## Task goal
Go through the records and copy each line where the string "Clone" occurs.

[Opening Input records section]

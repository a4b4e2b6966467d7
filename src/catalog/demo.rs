use futures::TryStreamExt;
use serde::Serialize;

use crate::books::domain::model::{Book, BookProjection};
use crate::catalog::domain::BookCatalogQueries;
use crate::catalog::domain::service::author_year_index_spec;
use crate::core::domain::DemoOptions;
use crate::core::library::CatalogResult;

const PAGE: u64 = 1;
const BOOKS_PER_PAGE: u64 = 5;

// DemoStep records how many records one step of the walkthrough returned or touched
#[derive(Debug, Clone, PartialEq, Serialize)]
pub struct DemoStep {
    pub name: &'static str,
    pub records: usize,
}

#[derive(Debug, Clone, Default, PartialEq, Serialize)]
pub struct DemoReport {
    pub steps: Vec<DemoStep>,
}

impl DemoReport {
    fn record(&mut self, name: &'static str, records: usize) {
        tracing::info!(step = name, records, "step complete");
        self.steps.push(DemoStep { name, records });
    }

    pub fn records(&self, name: &str) -> Option<usize> {
        self.steps.iter().find(|s| s.name == name).map(|s| s.records)
    }
}

/// Runs the bookstore walkthrough: basic CRUD, advanced queries, aggregation
/// pipelines and indexing. The first error stops the sequence and is returned
/// to the caller.
pub async fn run_queries(queries: &dyn BookCatalogQueries, options: &DemoOptions) -> CatalogResult<DemoReport> {
    let mut report = DemoReport::default();

    tracing::info!("task 2: basic CRUD operations");
    let books: Vec<Book> = queries.find_by_genre("Gothic Fiction").await?.try_collect().await?;
    log_books("books in the Gothic Fiction genre", &books)?;
    report.record("find_by_genre", books.len());

    let books: Vec<Book> = queries.find_published_after(1847).await?.try_collect().await?;
    log_books("books published after 1847", &books)?;
    report.record("find_published_after", books.len());

    let books: Vec<Book> = queries.find_by_author("J.R.R. Tolkien").await?.try_collect().await?;
    log_books("books by J.R.R. Tolkien", &books)?;
    report.record("find_by_author", books.len());

    if options.run_mutations {
        match options.price_update_id.as_deref() {
            Some(id) => {
                let outcome = queries.update_price(id, options.new_price).await?;
                tracing::info!(book_id = id, price = options.new_price, modified = outcome.count(), "price updated");
                report.record("update_price", outcome.count() as usize);
            }
            None => tracing::info!("no BOOKSTORE_PRICE_UPDATE_ID set, skipping price update"),
        }
        let outcome = queries.delete_by_title("The Great Gatsby").await?;
        tracing::info!(deleted = outcome.count(), "deleted The Great Gatsby");
        report.record("delete_by_title", outcome.count() as usize);
    } else {
        tracing::info!("mutations disabled, skipping price update and delete");
    }

    tracing::info!("task 3: advanced queries");
    let books: Vec<Book> = queries.find_in_stock_after(2010).await?.try_collect().await?;
    log_books("books in stock and published after 2010", &books)?;
    report.record("find_in_stock_after", books.len());

    let rows: Vec<BookProjection> = queries.find_projected(2010, &["title", "author", "price"]).await?
        .try_collect().await?;
    tracing::info!(records = rows.len(), books = %serde_json::to_string(&rows)?,
        "title, author and price of books in stock published before 2010");
    report.record("find_projected", rows.len());

    let books: Vec<Book> = queries.sort_by_price(true).await?.try_collect().await?;
    log_books("books by ascending price", &books)?;
    report.record("sort_by_price_asc", books.len());

    let books: Vec<Book> = queries.sort_by_price(false).await?.try_collect().await?;
    log_books("books by descending price", &books)?;
    report.record("sort_by_price_desc", books.len());

    let books: Vec<Book> = queries.paginate(PAGE, BOOKS_PER_PAGE).await?.try_collect().await?;
    log_books(format!("books on page {}", PAGE).as_str(), &books)?;
    report.record("paginate", books.len());

    tracing::info!("task 4: aggregation pipeline");
    let averages = queries.average_price_by_genre().await?;
    tracing::info!(averages = %serde_json::to_string(&averages)?, "average price of books by genre");
    report.record("average_price_by_genre", averages.len());

    let top = queries.author_with_most_books().await?;
    tracing::info!(author = %serde_json::to_string(&top)?, "author with the most books");
    report.record("author_with_most_books", top.iter().count());

    let decades = queries.books_by_decade().await?;
    tracing::info!(decades = %serde_json::to_string(&decades)?, "books by publication decade");
    report.record("books_by_decade", decades.len());

    tracing::info!("task 5: indexing");
    let name = queries.ensure_title_index().await?;
    tracing::info!(index = %name, "indexed title field");
    report.record("ensure_title_index", 1);

    let name = queries.ensure_author_year_index().await?;
    tracing::info!(index = %name, "compound index on author and published_year");
    report.record("ensure_author_year_index", 1);

    let with_index = queries.explain_query("Paulo Coelho", 1988).await?;
    tracing::info!(stats = %serde_json::to_string(&with_index)?, "execution stats with the compound index");
    report.record("explain_with_index", with_index.docs_examined as usize);

    let dropped = queries.drop_index_if_exists(author_year_index_spec().name().as_str()).await?;
    tracing::info!(dropped, "dropped the compound index, rerunning the same query");

    let without_index = queries.explain_query("Paulo Coelho", 1988).await?;
    tracing::info!(stats = %serde_json::to_string(&without_index)?, "execution stats without the compound index");
    report.record("explain_without_index", without_index.docs_examined as usize);

    Ok(report)
}

fn log_books(message: &str, books: &[Book]) -> CatalogResult<()> {
    tracing::info!(records = books.len(), books = %serde_json::to_string(books)?, "{}", message);
    Ok(())
}
pub mod domain;
pub mod library;
pub mod repository;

[Closing Input records section]

## Output of the exercise
#[derive(Debug, Clone, PartialEq, Serialize)]
#[derive(Debug, Clone, Default, PartialEq, Serialize)]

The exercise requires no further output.